Winthrop is a town in Kennebec County, Maine, United States. Winthrop is included in the Lewiston-Auburn, Maine metropolitan New England City and Town Area. The population was 6,121 at the 2020 census. Winthrop's population, however, approximately doubles during the summer months as part-year residents return to seasonal camps located on the shores of Winthrop's Lakes and Ponds. A recreational area located among lakes, the town includes the villages of Winthrop and East Winthrop, and is the center of the Winthrop Lakes Region.

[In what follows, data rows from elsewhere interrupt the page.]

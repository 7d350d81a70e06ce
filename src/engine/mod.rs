//! The monitoring engine.
//!
//! [`PollingScheduler`] holds the pure decision logic: classification,
//! staleness, escalation and snoozes. [`EngineBuilder`] wraps it in a single
//! tokio task that owns the poll and watchdog timers, talks to a
//! [`DataSource`](crate::source::DataSource), and publishes snapshots and
//! alarms through an [`EngineHandle`].

pub mod alarm;
pub mod clock;
pub mod config;
pub mod driver;
pub mod history;
pub mod scheduler;
pub mod snooze;
pub mod state;
pub mod thresholds;
pub mod watchdog;

// Re-export commonly used items
pub use alarm::{AlarmEvent, AlarmKind, LogNotifier, Notifier};
pub use clock::{Clock, RuntimeClock, SystemClock};
pub use config::EngineConfig;
pub use driver::{EngineBuilder, EngineHandle, LifecycleEvent};
pub use history::{HistoryPoint, ReadingHistory};
pub use scheduler::{EngineSnapshot, PollMode, PollingScheduler, RestartReason, TickOutcome, TickPayload};
pub use snooze::{AlarmSnoozeRegistry, SnoozeEntry};
pub use state::{JsonFileStore, MemoryStore, MonitoringState, PersistedReading, StateStore};
pub use thresholds::{classify, Severity, ThresholdConfig, ZeroThresholdPolicy};
pub use watchdog::{HealthWatchdog, WatchdogProbe, WatchdogVerdict};
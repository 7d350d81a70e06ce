//! Engine configuration.

use serde::{Deserialize, Serialize};
use std::time::Duration;

use crate::engine::thresholds::ThresholdConfig;
use crate::error::{MonitorError, Result};

pub const DEFAULT_NORMAL_INTERVAL_SECS: u64 = 300;
pub const DEFAULT_CRITICAL_INTERVAL_SECS: u64 = 120;
/// Floor for either polling cadence.
pub const MIN_POLL_INTERVAL_SECS: u64 = 60;
pub const WATCHDOG_INTERVAL_SECS: u64 = 120;

/// Tunables for the scheduler, watchdog and escalation policy.
#[derive(Debug, Clone, Serialize, Deserialize)]
pub struct EngineConfig {
    pub thresholds: ThresholdConfig,
    /// Poll interval while nothing is urgent
    pub normal_interval_secs: u64,
    /// Poll interval while a reading is critical or data is missing
    pub critical_interval_secs: u64,
    pub watchdog_interval_secs: u64,
    /// Display value is flagged stale at this age
    pub stale_after_minutes: i64,
    /// Missing data becomes an urgent condition at this age
    pub missed_readings_minutes: i64,
    /// Loop device counts as unresponsive after this much silence
    pub loop_stale_minutes: i64,
    /// Watchdog restarts the engine after this long without a success
    pub watchdog_restart_minutes: i64,
    pub degraded_after_failures: u32,
    pub restart_after_failures: u32,
    pub restart_delay_secs: u64,
    /// Also fetch device status on every tick
    pub monitor_loop: bool,
}

impl Default for EngineConfig {
    fn default() -> Self {
        Self {
            thresholds: ThresholdConfig::default(),
            normal_interval_secs: DEFAULT_NORMAL_INTERVAL_SECS,
            critical_interval_secs: DEFAULT_CRITICAL_INTERVAL_SECS,
            watchdog_interval_secs: WATCHDOG_INTERVAL_SECS,
            stale_after_minutes: 10,
            missed_readings_minutes: 15,
            loop_stale_minutes: 15,
            watchdog_restart_minutes: 10,
            degraded_after_failures: 3,
            restart_after_failures: 5,
            restart_delay_secs: 5,
            monitor_loop: false,
        }
    }
}

impl EngineConfig {
    pub fn new(thresholds: ThresholdConfig) -> Self {
        Self {
            thresholds,
            ..Default::default()
        }
    }

    /// Set the normal and critical poll intervals.
    pub fn with_intervals(mut self, normal_secs: u64, critical_secs: u64) -> Self {
        self.normal_interval_secs = normal_secs;
        self.critical_interval_secs = critical_secs;
        self
    }

    /// Enable or disable device status polling.
    pub fn with_loop_monitoring(mut self, enabled: bool) -> Self {
        self.monitor_loop = enabled;
        self
    }

    pub fn normal_interval(&self) -> Duration {
        Duration::from_secs(self.normal_interval_secs)
    }

    pub fn critical_interval(&self) -> Duration {
        Duration::from_secs(self.critical_interval_secs)
    }

    pub fn watchdog_interval(&self) -> Duration {
        Duration::from_secs(self.watchdog_interval_secs)
    }

    pub fn restart_delay(&self) -> Duration {
        Duration::from_secs(self.restart_delay_secs)
    }

    /// Validate once at startup; nothing is silently clamped.
    pub fn validate(&self) -> Result<()> {
        if self.critical_interval_secs < MIN_POLL_INTERVAL_SECS
            || self.normal_interval_secs < MIN_POLL_INTERVAL_SECS
        {
            return Err(MonitorError::config_error(format!(
                "poll intervals must be at least {}s (normal {}s, critical {}s)",
                MIN_POLL_INTERVAL_SECS, self.normal_interval_secs, self.critical_interval_secs
            )));
        }
        if self.critical_interval_secs > self.normal_interval_secs {
            return Err(MonitorError::config_error(format!(
                "critical interval ({}s) must not exceed normal interval ({}s)",
                self.critical_interval_secs, self.normal_interval_secs
            )));
        }
        if self.watchdog_interval_secs == 0 {
            return Err(MonitorError::config_error("watchdog interval must be positive"));
        }
        if self.stale_after_minutes <= 0 || self.missed_readings_minutes < self.stale_after_minutes {
            return Err(MonitorError::config_error(
                "missed-readings threshold must be at or above a positive stale threshold",
            ));
        }
        if self.degraded_after_failures == 0
            || self.restart_after_failures <= self.degraded_after_failures
        {
            return Err(MonitorError::config_error(
                "restart threshold must be above the degraded threshold",
            ));
        }
        Ok(())
    }
}

#[cfg(test)]
mod tests {
    use super::*;

    #[test]
    fn test_default_config_is_valid() {
        let config = EngineConfig::default();
        assert!(config.validate().is_ok());
        assert_eq!(config.normal_interval(), Duration::from_secs(300));
        assert_eq!(config.critical_interval(), Duration::from_secs(120));
        assert_eq!(config.watchdog_interval(), Duration::from_secs(120));
    }

    #[test]
    fn test_interval_validation() {
        assert!(EngineConfig::default().with_intervals(300, 60).validate().is_ok());
        assert!(EngineConfig::default().with_intervals(300, 30).validate().is_err());
        assert!(EngineConfig::default().with_intervals(120, 300).validate().is_err());
    }

    #[test]
    fn test_escalation_validation() {
        let mut config = EngineConfig::default();
        config.restart_after_failures = 3;
        assert!(config.validate().is_err());
    }
}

Winthrop is also included in the Augusta, Maine Micropolitan New England City and Town Area.

The town is defined by several significant bodies of water, including Maranacook Lake, Annabessacook Lake, Cobbossee Lake, and the Narrows (Upper and Lower Ponds). These lakes and ponds are central to the town's identity and offer numerous recreational opportunities such as boating, fishing, and swimming, with the Ladies Delight Lighthouse on Cobbossee Lake being a unique landmark.

First called Pondtown for its lakes and ponds, it was settled by Timothy Foster in 1765. On April 26, 1771, Pondtown Plantation was incorporated by the Massachusetts General Court as Winthrop, named for the first colonial governor of Massachusetts, John Winthrop. Readfield was set off and incorporated in 1791. The surface of the town is uneven, but with good land that yielded hay, grain and apples. Winthrop became noted for its orchards and cattle.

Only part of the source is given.